The standard includes several changes to the C99 language and library specifications, such as:

  • Alignment specification (_Alignas specifier, _Alignof operator, aligned_alloc function, <stdalign.h> header file)
  • The _Noreturn function specifier and the <stdnoreturn.h> header file
  • Type-generic expressions using the _Generic keyword. For example, the following macro cbrt(x) translates to cbrtl(x), cbrt(x) or cbrtf(x) depending on the type of x:

    #define cbrt(x) _Generic((x), long double: cbrtl, \
                              default: cbrt, \
                              float: cbrtf)(x)
    
  • Multi-threading support (_Thread_local storage-class specifier, <threads.h> header including thread creation/management functions, mutex, condition variable and thread-specific storage functionality, as well as the _Atomic type qualifier and <stdatomic.h> for uninterruptible object access).

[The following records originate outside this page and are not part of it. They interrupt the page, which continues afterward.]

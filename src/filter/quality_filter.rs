use clap::ValueEnum;
use serde::{Deserialize, Serialize};

use crate::fastq::{FastqRecord, IDENTIFIER_SENTINEL};
use crate::filter::{Outcome, Transform, TransformKind};

/// How identifier lines that do not start with `@` are treated when counting.
#[derive(Debug, Clone, Copy, Default, PartialEq, Eq, ValueEnum, Serialize, Deserialize)]
#[serde(rename_all = "kebab-case")]
pub enum SentinelPolicy {
    /// Every record counts, whatever its identifier looks like.
    #[default]
    Ignore,
    /// Identifiers must start with `@`; anything else fails the run.
    Require,
    /// Records are always processed but only `@` identifiers are counted.
    /// Kept plus discarded may then no longer add up to the total.
    CountOnly,
}

/// Keeps whole records whose mean Phred score reaches the threshold.
pub struct QualityFilter {
    threshold: i32,
    sentinel: SentinelPolicy,
}

impl QualityFilter {
    pub fn new(threshold: i32) -> Self {
        Self::with_sentinel(threshold, SentinelPolicy::default())
    }

    pub fn with_sentinel(threshold: i32, sentinel: SentinelPolicy) -> Self {
        Self { threshold, sentinel }
    }

    /// Mean >= threshold, compared as `sum >= threshold * len` so no
    /// rounding creeps in. A record without bases has no mean and fails.
    pub fn passes(&self, rec: &FastqRecord) -> bool {
        let (sum, n) = rec
            .scores()
            .fold((0i64, 0i64), |(sum, n), q| (sum + i64::from(q), n + 1));
        n > 0 && sum >= self.threshold as i64 * n
    }
}

impl Transform for QualityFilter {
    fn kind(&self) -> TransformKind {
        TransformKind::QualityFilter
    }

    fn apply(&self, rec: FastqRecord) -> Outcome {
        if self.passes(&rec) {
            Outcome::keep(rec, false)
        } else {
            Outcome::discard(true)
        }
    }

    fn counts(&self, rec: &FastqRecord) -> Result<bool, String> {
        match self.sentinel {
            SentinelPolicy::Ignore => Ok(true),
            SentinelPolicy::CountOnly => Ok(rec.has_sentinel()),
            SentinelPolicy::Require if rec.has_sentinel() => Ok(true),
            SentinelPolicy::Require => Err(format!(
                "identifier {:?} does not start with '{}'",
                rec.name, IDENTIFIER_SENTINEL
            )),
        }
    }
}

  • Improved Unicode support based on the C Unicode Technical Report ISO/IEC TR 19769:2004 (char16_t and char32_t types for storing UTF-16/UTF-32 encoded data, including conversion functions in <uchar.h> and the corresponding u and U string literal prefixes, as well as the u8 prefix for UTF-8 encoded literals).
  • Removal of the gets function, deprecated in the previous C language standard revision, ISO/IEC 9899:1999/Cor.3:2007(E), in favor of a new safe alternative, gets_s.

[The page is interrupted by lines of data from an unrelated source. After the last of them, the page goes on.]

//! Adapter catalog loading.
//!
//! Adapter files are either FASTA-like (a header line followed by a
//! sequence line) or FASTQ-like (full four-line records). The format is
//! picked from the file extension and decides which lines hold adapters.

use std::fs::File;
use std::io::{BufRead, BufReader};
use std::path::Path;

use tracing::debug;

use crate::error::{Result, ValidationError};

#[derive(Debug, Clone, Copy, PartialEq, Eq)]
pub enum AdapterFormat {
    Fasta,
    Fastq,
}

impl AdapterFormat {
    pub fn from_path(path: &Path) -> std::result::Result<Self, ValidationError> {
        let ext = path
            .extension()
            .and_then(|e| e.to_str())
            .unwrap_or("")
            .to_ascii_lowercase();
        match ext.as_str() {
            "fasta" | "fa" => Ok(AdapterFormat::Fasta),
            "fastq" | "fq" => Ok(AdapterFormat::Fastq),
            _ => Err(ValidationError::UnsupportedFormat {
                path: path.to_path_buf(),
                extension: ext,
            }),
        }
    }

    /// Lines per logical unit in the file.
    pub fn quantization(self) -> usize {
        match self {
            AdapterFormat::Fasta => 2,
            AdapterFormat::Fastq => 4,
        }
    }
}

/// Loads adapter strings in file order. Duplicates are kept.
pub fn load(path: &Path) -> Result<Vec<String>> {
    let format = AdapterFormat::from_path(path)?;
    if !path.exists() {
        return Err(ValidationError::MissingFile {
            what: "adapter",
            path: path.to_path_buf(),
        }
        .into());
    }
    let unreadable = |source| ValidationError::UnreadableFile {
        what: "adapter",
        path: path.to_path_buf(),
        source,
    };

    let reader = BufReader::new(File::open(path).map_err(unreadable)?);
    let step = format.quantization();
    let mut adapters = Vec::new();
    for (idx, line) in reader.lines().enumerate() {
        let line = line.map_err(unreadable)?;
        if idx % step == 1 {
            adapters.push(line.trim().to_string());
        }
    }

    debug!(
        path = %path.display(),
        ?format,
        count = adapters.len(),
        "loaded adapter catalog"
    );
    Ok(adapters)
}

  • Bounds-checking interfaces (Annex K).
  • Analyzability features (Annex L).
  • More macros for querying the characteristics of floating point types, concerning subnormal floating point numbers and the number of decimal digits the type is able to store.
  • Anonymous structures and unions, useful when unions and structures are nested, e.g. in struct T { int tag; union { float x; int n; }; };.
  • Static assertions, which are evaluated during translation at a later phase than #if and #error, when types are understood by the translator.
  • An exclusive create-and-open mode ("…x" suffix) for open. This behaves like O_CREAT|O_EXCL in POSIX, which is commonly used for lock files.
  • The quick_exit function as a third way to terminate a program, intended to do at least minimal deinitialization if termination with exit fails.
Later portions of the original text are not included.